| Required action |
Copy, from the entries below, each line where the word "Create" can be found.
The records: Begin
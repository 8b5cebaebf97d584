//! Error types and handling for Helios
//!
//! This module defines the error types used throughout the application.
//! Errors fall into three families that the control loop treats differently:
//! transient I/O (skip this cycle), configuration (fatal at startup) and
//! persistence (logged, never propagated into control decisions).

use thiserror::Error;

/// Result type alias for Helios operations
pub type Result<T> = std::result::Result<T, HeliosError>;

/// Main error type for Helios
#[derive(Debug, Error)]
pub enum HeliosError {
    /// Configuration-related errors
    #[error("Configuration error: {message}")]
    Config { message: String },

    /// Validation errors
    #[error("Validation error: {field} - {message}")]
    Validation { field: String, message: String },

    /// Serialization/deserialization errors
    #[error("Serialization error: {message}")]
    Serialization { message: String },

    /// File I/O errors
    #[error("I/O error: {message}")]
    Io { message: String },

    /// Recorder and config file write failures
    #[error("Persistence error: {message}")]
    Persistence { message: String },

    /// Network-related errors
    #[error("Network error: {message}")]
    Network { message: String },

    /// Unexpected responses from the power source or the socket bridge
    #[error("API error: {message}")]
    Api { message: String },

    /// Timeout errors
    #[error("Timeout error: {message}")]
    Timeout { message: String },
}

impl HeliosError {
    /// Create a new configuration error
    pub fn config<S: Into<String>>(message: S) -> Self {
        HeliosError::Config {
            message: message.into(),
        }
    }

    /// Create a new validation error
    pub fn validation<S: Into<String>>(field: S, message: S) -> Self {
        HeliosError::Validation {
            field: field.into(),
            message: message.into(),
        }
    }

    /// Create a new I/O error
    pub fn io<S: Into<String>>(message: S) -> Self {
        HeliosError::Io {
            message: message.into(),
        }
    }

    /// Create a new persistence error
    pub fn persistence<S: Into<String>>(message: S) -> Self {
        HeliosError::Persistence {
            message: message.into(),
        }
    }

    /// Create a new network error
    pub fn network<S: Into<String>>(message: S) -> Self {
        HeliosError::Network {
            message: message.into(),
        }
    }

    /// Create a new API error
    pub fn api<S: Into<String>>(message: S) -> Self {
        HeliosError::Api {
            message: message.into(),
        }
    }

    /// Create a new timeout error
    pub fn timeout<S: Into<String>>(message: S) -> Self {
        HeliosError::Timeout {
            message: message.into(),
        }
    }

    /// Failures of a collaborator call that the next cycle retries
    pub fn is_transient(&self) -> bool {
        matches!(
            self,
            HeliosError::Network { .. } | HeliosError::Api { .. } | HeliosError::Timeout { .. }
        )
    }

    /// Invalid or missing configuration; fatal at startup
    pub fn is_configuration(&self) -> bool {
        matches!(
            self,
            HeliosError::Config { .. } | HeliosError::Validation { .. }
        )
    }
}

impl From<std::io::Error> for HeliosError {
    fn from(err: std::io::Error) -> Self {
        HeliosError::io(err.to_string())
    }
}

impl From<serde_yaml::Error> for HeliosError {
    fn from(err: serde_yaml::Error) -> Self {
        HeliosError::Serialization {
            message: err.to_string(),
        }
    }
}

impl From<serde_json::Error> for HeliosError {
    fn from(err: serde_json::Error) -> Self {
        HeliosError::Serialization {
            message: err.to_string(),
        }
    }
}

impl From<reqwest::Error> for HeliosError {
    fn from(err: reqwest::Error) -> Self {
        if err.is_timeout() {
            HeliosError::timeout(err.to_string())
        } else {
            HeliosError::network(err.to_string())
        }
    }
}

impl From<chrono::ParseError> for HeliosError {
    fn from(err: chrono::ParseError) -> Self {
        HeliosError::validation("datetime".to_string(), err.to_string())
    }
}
The records: End
The records: Begin
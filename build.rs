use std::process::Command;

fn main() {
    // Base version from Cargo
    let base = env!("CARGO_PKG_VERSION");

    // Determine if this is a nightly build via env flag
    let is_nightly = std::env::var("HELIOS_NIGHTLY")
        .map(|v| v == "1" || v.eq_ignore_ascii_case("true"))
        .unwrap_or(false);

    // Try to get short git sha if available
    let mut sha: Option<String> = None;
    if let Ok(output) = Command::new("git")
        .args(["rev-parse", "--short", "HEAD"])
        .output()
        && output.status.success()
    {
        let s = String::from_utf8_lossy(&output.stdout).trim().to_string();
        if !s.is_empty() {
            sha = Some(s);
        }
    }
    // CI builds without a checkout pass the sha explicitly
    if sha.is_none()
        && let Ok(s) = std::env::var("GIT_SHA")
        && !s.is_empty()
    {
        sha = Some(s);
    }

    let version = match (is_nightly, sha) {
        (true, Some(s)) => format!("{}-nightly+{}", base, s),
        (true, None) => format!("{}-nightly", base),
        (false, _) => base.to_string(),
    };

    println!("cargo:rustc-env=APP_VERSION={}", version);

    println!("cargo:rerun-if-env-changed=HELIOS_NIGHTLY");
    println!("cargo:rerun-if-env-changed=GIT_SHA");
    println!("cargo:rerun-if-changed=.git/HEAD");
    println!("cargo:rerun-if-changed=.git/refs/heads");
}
The records: End
| Output below |
    /// Create a new configuration error
    /// Create a new validation error
    /// Create a new I/O error
    /// Create a new persistence error
    /// Create a new network error
    /// Create a new API error
    /// Create a new timeout error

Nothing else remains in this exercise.